*** Opening SUPPLIED ENTRIES ***

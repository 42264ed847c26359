use crate::application::auth_service::AuthService;
use crate::application::story_service::StoryService;
use crate::data::story_repository::InMemoryStoryRepository;
use crate::data::user_repository::InMemoryUserRepository;
use crate::domain::error::DomainError;
use crate::domain::models::{AddComment, StoryFields, StoryFilter, StoryPatch};
use crate::presentation::middleware::AuthenticatedUser;
use actix_web::http::StatusCode;
use actix_web::{FromRequest, HttpMessage, HttpResponse, ResponseError, web};
use chrono::Utc;
use serde::{Deserialize, Serialize};
use std::future::{Ready, ready};
use std::sync::Arc;
use thiserror::Error;
use tracing::{error, info, instrument, warn};

pub struct AppState {
    pub story_service: StoryService<InMemoryStoryRepository, InMemoryUserRepository>,
    pub auth_service: AuthService<InMemoryUserRepository>,
}

impl AppState {
    /// Both services share one user store so comment snapshots and auth see the same users.
    pub fn in_memory(jwt_secret: String, token_ttl_secs: u64) -> Self {
        let users = Arc::new(InMemoryUserRepository::new());
        let stories = Arc::new(InMemoryStoryRepository::new());
        Self {
            story_service: StoryService::new(stories, users.clone()),
            auth_service: AuthService::new(users, jwt_secret, token_ttl_secs),
        }
    }
}

// Uniform error response format
#[derive(Serialize)]
struct ErrorResponse {
    error: String,
    details: serde_json::Value,
}

#[derive(Error, Debug)]
pub enum ApiError {
    #[error("Validation error: {0}")]
    Validation(String),
    #[error("Unauthorized: {0}")]
    Unauthorized(String),
    #[error("Forbidden: {0}")]
    Forbidden(String),
    #[error("Not found: {0}")]
    NotFound(String),
    // Detail is logged, never sent to the client
    #[error("Internal server error")]
    Internal(String),
}

impl ResponseError for ApiError {
    fn status_code(&self) -> StatusCode {
        match self {
            ApiError::Validation(_) => StatusCode::BAD_REQUEST,
            ApiError::Unauthorized(_) => StatusCode::UNAUTHORIZED,
            ApiError::Forbidden(_) => StatusCode::FORBIDDEN,
            ApiError::NotFound(_) => StatusCode::NOT_FOUND,
            ApiError::Internal(_) => StatusCode::INTERNAL_SERVER_ERROR,
        }
    }

    fn error_response(&self) -> HttpResponse {
        let status = self.status_code();
        let error_msg = self.to_string();

        let message = match self {
            ApiError::Validation(msg)
            | ApiError::Unauthorized(msg)
            | ApiError::Forbidden(msg)
            | ApiError::NotFound(msg) => {
                warn!(error = %error_msg, status = %status, "Request rejected");
                msg.clone()
            }
            ApiError::Internal(detail) => {
                error!(error = %detail, status = %status, "Internal error");
                error_msg.clone()
            }
        };

        HttpResponse::build(status).json(ErrorResponse {
            error: error_msg,
            details: serde_json::json!({ "message": message }),
        })
    }
}

impl From<anyhow::Error> for ApiError {
    fn from(err: anyhow::Error) -> Self {
        match err.downcast_ref::<DomainError>() {
            Some(DomainError::Validation(msg)) => ApiError::Validation(msg.clone()),
            Some(DomainError::NotFound(msg)) => ApiError::NotFound(msg.clone()),
            Some(DomainError::Forbidden(msg)) => ApiError::Forbidden(msg.clone()),
            Some(DomainError::Unauthorized(msg)) => ApiError::Unauthorized(msg.clone()),
            Some(DomainError::Internal(msg)) => ApiError::Internal(msg.clone()),
            None => ApiError::Internal(format!("{:#}", err)),
        }
    }
}

// AuthenticatedUser extractor
impl FromRequest for AuthenticatedUser {
    type Error = ApiError;
    type Future = Ready<Result<Self, Self::Error>>;

    fn from_request(
        req: &actix_web::HttpRequest,
        _payload: &mut actix_web::dev::Payload,
    ) -> Self::Future {
        let user = req.extensions().get::<AuthenticatedUser>().cloned();
        ready(user.ok_or_else(|| ApiError::Unauthorized("User not authenticated".to_string())))
    }
}

#[derive(Debug, Serialize, Deserialize)]
pub struct MessageResponse {
    pub message: String,
}

impl MessageResponse {
    fn new(message: &str) -> Self {
        Self {
            message: message.to_string(),
        }
    }
}

// Handlers

#[derive(Serialize)]
struct HealthResponse {
    status: String,
    timestamp: String,
}

#[instrument]
pub async fn health_check() -> HttpResponse {
    info!("Health check requested");
    HttpResponse::Ok().json(HealthResponse {
        status: "ok".to_string(),
        timestamp: Utc::now().to_rfc3339(),
    })
}

#[instrument(skip(state, user, req), fields(user_id = %user.user_id))]
pub async fn create_story(
    state: web::Data<AppState>,
    user: AuthenticatedUser,
    req: web::Json<StoryFields>,
) -> Result<HttpResponse, ApiError> {
    info!("Creating story");
    let story = state
        .story_service
        .create(&user.user_id, req.into_inner())
        .await?;
    info!(story_id = %story.id, "Story created successfully");
    Ok(HttpResponse::Created().json(story))
}

#[instrument(skip(state))]
pub async fn list_stories(
    state: web::Data<AppState>,
    query: web::Query<StoryFilter>,
) -> Result<HttpResponse, ApiError> {
    let stories = state.story_service.list(&query).await.map_err(|e| {
        error!(error = %e, "Failed to list stories");
        e
    })?;
    info!(count = stories.len(), "Stories listed");
    Ok(HttpResponse::Ok().json(stories))
}

#[instrument(skip(state), fields(story_id = %*path))]
pub async fn get_story(
    state: web::Data<AppState>,
    path: web::Path<String>,
) -> Result<HttpResponse, ApiError> {
    let story = state.story_service.get(&path).await?;
    Ok(HttpResponse::Ok().json(story))
}

#[instrument(skip(state, user, req), fields(story_id = %*path, user_id = %user.user_id))]
pub async fn update_story(
    state: web::Data<AppState>,
    user: AuthenticatedUser,
    path: web::Path<String>,
    req: web::Json<StoryPatch>,
) -> Result<HttpResponse, ApiError> {
    let story = state
        .story_service
        .update(&path, &user.user_id, req.into_inner())
        .await?;
    info!(story_id = %story.id, "Story updated successfully");
    Ok(HttpResponse::Ok().json(story))
}

#[instrument(skip(state, user), fields(story_id = %*path, user_id = %user.user_id))]
pub async fn delete_story(
    state: web::Data<AppState>,
    user: AuthenticatedUser,
    path: web::Path<String>,
) -> Result<HttpResponse, ApiError> {
    state.story_service.delete(&path, &user.user_id).await?;
    Ok(HttpResponse::Ok().json(MessageResponse::new("Story deleted")))
}

#[instrument(skip(state, user), fields(story_id = %*path, user_id = %user.user_id))]
pub async fn toggle_like(
    state: web::Data<AppState>,
    user: AuthenticatedUser,
    path: web::Path<String>,
) -> Result<HttpResponse, ApiError> {
    let story = state
        .story_service
        .toggle_like(&path, &user.user_id)
        .await?;
    Ok(HttpResponse::Ok().json(story))
}

#[instrument(skip(state, user, path), fields(user_id = %user.user_id))]
pub async fn remove_like(
    state: web::Data<AppState>,
    user: AuthenticatedUser,
    path: web::Path<(String, String)>,
) -> Result<HttpResponse, ApiError> {
    let (story_id, target_user_id) = path.into_inner();
    info!(story_id = %story_id, target_user_id = %target_user_id, "Owner removing like");
    let story = state
        .story_service
        .remove_like(&story_id, &user.user_id, &target_user_id)
        .await?;
    Ok(HttpResponse::Ok().json(story))
}

#[instrument(skip(state, user, req), fields(story_id = %*path, user_id = %user.user_id))]
pub async fn add_comment(
    state: web::Data<AppState>,
    user: AuthenticatedUser,
    path: web::Path<String>,
    req: web::Json<AddComment>,
) -> Result<HttpResponse, ApiError> {
    let story = state
        .story_service
        .add_comment(&path, &user.user_id, &req.text)
        .await?;
    Ok(HttpResponse::Ok().json(story))
}

#[instrument(skip(state, user, path), fields(user_id = %user.user_id))]
pub async fn delete_comment(
    state: web::Data<AppState>,
    user: AuthenticatedUser,
    path: web::Path<(String, String)>,
) -> Result<HttpResponse, ApiError> {
    let (story_id, comment_id) = path.into_inner();
    state
        .story_service
        .remove_comment(&story_id, &user.user_id, &comment_id)
        .await?;
    info!(story_id = %story_id, comment_id = %comment_id, "Comment deleted");
    Ok(HttpResponse::Ok().json(MessageResponse::new("Comment deleted")))
}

*** Closing SUPPLIED ENTRIES ***

Lines that contain the string "details" should be copied from the material above.

**ANSWER TO THIS EXERCISE:**
    details: serde_json::Value,
            details: serde_json::json!({ "message": message }),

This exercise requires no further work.